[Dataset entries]
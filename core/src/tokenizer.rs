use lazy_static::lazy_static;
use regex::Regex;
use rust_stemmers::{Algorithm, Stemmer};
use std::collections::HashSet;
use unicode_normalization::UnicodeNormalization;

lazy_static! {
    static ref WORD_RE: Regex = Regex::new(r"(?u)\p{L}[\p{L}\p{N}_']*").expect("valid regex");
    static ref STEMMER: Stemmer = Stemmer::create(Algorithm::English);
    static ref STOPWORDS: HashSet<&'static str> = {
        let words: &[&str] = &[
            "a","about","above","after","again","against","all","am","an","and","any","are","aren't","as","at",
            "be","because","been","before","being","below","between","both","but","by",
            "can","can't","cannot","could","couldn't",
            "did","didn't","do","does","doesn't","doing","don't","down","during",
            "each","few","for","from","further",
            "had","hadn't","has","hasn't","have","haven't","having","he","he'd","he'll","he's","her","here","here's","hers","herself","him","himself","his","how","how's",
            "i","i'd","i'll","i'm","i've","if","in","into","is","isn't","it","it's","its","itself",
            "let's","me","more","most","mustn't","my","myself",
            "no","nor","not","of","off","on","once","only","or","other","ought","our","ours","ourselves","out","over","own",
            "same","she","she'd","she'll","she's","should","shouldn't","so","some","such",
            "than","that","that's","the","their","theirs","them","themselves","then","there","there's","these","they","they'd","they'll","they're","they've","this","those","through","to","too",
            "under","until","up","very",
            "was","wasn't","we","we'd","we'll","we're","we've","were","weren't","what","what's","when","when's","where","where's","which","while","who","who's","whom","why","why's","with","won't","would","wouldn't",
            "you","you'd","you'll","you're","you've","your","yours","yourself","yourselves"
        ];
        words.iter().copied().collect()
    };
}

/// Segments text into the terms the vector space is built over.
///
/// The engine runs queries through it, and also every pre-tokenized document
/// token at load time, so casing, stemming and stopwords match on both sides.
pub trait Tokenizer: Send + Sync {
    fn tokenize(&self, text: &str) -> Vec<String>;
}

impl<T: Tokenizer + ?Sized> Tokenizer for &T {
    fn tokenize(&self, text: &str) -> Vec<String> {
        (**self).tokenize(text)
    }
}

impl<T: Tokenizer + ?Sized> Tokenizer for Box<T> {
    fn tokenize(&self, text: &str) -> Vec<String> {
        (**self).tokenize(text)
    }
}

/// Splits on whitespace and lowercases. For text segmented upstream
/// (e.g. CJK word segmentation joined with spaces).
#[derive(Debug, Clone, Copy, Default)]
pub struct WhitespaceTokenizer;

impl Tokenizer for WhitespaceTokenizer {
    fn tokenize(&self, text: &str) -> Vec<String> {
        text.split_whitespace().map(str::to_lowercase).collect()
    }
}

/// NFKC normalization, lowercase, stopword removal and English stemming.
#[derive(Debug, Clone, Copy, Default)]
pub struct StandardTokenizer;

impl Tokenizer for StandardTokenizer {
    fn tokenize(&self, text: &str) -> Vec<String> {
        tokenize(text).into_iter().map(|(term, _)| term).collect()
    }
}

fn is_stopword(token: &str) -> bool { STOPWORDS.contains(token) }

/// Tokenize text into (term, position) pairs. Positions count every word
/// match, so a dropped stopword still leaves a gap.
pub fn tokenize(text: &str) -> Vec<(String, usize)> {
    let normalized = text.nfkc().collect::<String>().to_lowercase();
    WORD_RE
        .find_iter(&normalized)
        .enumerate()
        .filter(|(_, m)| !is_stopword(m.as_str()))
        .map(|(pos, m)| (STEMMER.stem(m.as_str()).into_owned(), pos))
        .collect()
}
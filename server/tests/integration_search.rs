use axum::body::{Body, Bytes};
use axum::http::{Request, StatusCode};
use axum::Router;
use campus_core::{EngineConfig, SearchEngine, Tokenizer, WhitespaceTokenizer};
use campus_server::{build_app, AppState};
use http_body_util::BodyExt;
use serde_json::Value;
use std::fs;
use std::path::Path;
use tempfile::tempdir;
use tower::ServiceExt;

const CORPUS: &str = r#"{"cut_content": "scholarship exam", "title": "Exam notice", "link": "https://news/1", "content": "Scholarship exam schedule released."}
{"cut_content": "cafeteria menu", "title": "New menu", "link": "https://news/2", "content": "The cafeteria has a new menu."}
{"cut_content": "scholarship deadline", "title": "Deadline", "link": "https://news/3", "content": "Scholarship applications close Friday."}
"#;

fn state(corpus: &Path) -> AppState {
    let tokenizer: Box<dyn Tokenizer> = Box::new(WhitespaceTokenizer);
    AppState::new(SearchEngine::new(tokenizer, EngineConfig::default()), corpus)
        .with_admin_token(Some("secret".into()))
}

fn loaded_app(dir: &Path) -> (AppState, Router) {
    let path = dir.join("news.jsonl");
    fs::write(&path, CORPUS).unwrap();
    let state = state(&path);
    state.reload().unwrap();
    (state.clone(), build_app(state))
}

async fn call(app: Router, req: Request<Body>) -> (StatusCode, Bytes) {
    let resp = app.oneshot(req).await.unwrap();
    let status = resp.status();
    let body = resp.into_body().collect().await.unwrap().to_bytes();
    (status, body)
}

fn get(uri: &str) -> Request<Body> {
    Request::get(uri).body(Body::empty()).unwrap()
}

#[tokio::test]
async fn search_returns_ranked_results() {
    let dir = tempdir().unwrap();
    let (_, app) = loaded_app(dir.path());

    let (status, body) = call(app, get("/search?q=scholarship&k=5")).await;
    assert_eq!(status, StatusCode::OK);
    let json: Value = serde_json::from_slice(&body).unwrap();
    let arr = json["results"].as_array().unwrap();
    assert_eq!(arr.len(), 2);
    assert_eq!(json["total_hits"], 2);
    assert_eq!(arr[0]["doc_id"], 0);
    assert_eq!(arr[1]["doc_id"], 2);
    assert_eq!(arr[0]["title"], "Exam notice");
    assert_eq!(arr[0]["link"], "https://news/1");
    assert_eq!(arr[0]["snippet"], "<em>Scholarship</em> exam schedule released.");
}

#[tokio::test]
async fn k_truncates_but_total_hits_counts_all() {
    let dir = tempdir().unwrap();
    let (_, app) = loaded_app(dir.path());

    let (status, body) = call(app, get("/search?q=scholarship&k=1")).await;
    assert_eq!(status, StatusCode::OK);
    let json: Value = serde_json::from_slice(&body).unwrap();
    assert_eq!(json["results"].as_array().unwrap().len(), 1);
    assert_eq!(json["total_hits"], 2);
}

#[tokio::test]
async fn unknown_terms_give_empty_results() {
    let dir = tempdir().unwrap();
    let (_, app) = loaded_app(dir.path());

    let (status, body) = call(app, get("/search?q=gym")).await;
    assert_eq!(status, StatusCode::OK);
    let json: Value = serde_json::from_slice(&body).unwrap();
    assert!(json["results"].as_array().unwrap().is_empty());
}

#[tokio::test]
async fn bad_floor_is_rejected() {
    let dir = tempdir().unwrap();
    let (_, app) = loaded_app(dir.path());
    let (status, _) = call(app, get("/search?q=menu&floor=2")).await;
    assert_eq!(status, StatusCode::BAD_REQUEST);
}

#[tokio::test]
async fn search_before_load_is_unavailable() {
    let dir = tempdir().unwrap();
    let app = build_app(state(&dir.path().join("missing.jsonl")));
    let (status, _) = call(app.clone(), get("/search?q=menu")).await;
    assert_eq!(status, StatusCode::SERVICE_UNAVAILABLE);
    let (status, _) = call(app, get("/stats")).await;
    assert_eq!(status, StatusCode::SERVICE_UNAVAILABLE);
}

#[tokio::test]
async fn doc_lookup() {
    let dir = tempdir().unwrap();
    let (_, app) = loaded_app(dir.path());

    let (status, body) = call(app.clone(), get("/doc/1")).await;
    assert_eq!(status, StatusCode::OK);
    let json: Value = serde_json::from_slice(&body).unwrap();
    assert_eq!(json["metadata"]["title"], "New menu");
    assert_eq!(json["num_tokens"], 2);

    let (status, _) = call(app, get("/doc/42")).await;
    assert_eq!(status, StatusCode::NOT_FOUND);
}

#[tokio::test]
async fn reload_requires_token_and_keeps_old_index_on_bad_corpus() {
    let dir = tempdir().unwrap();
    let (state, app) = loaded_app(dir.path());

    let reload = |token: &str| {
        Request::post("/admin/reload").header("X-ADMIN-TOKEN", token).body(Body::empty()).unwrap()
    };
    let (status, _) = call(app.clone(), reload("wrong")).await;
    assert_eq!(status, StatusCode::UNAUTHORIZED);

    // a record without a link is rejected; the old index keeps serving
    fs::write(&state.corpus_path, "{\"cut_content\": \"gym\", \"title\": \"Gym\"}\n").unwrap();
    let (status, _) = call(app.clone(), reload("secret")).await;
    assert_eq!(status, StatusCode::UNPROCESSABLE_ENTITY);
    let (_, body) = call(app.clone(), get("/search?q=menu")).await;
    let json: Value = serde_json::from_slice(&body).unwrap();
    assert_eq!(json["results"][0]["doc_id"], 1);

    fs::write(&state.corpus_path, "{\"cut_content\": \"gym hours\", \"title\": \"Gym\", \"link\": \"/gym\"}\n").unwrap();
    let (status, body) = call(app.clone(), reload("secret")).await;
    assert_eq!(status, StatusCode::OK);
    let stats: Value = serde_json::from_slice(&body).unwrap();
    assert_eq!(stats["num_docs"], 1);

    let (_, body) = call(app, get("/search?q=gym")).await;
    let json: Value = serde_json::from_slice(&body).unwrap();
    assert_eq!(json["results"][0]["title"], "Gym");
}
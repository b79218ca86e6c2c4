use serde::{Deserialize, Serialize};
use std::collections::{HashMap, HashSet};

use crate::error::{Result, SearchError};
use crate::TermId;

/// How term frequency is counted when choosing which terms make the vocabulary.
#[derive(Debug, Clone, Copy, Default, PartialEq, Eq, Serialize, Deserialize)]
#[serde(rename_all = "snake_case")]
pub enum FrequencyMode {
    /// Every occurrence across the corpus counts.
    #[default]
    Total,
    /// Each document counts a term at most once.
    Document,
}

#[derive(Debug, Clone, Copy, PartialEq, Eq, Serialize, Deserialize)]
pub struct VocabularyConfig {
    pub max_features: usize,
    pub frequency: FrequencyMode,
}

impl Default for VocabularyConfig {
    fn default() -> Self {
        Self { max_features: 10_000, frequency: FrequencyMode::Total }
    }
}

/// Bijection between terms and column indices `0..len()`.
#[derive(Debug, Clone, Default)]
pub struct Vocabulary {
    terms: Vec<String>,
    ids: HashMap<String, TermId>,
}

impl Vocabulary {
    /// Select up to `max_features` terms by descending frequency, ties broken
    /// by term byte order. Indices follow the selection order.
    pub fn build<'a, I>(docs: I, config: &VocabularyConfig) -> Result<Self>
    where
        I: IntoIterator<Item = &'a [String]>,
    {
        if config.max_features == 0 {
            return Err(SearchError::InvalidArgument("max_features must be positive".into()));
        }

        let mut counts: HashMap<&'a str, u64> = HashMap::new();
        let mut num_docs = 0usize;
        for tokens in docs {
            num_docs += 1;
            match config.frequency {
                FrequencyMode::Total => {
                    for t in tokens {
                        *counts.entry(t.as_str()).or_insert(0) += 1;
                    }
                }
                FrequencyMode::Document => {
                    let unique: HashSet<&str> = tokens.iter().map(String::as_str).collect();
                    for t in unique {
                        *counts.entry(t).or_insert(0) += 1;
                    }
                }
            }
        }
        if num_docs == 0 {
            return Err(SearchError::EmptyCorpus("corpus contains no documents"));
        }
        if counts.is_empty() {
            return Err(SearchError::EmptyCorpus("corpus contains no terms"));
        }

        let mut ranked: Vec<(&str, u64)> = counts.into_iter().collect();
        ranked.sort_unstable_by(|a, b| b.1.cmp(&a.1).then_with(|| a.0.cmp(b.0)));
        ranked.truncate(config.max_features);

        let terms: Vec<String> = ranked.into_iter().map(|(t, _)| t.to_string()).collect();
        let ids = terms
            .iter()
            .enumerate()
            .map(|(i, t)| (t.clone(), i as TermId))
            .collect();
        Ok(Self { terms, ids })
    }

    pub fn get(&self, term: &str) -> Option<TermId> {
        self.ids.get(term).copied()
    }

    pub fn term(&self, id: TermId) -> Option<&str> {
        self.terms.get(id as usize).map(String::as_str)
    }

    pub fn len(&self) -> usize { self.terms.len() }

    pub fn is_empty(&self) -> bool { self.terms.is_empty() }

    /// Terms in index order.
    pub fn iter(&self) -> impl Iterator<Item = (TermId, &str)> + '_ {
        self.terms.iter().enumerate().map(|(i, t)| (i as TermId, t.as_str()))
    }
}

[Exercise brief] From the records above, pull out every line containing the word "HashMap".

[Solution]
use std::collections::{HashMap, HashSet};
    ids: HashMap<String, TermId>,
        let mut counts: HashMap<&'a str, u64> = HashMap::new();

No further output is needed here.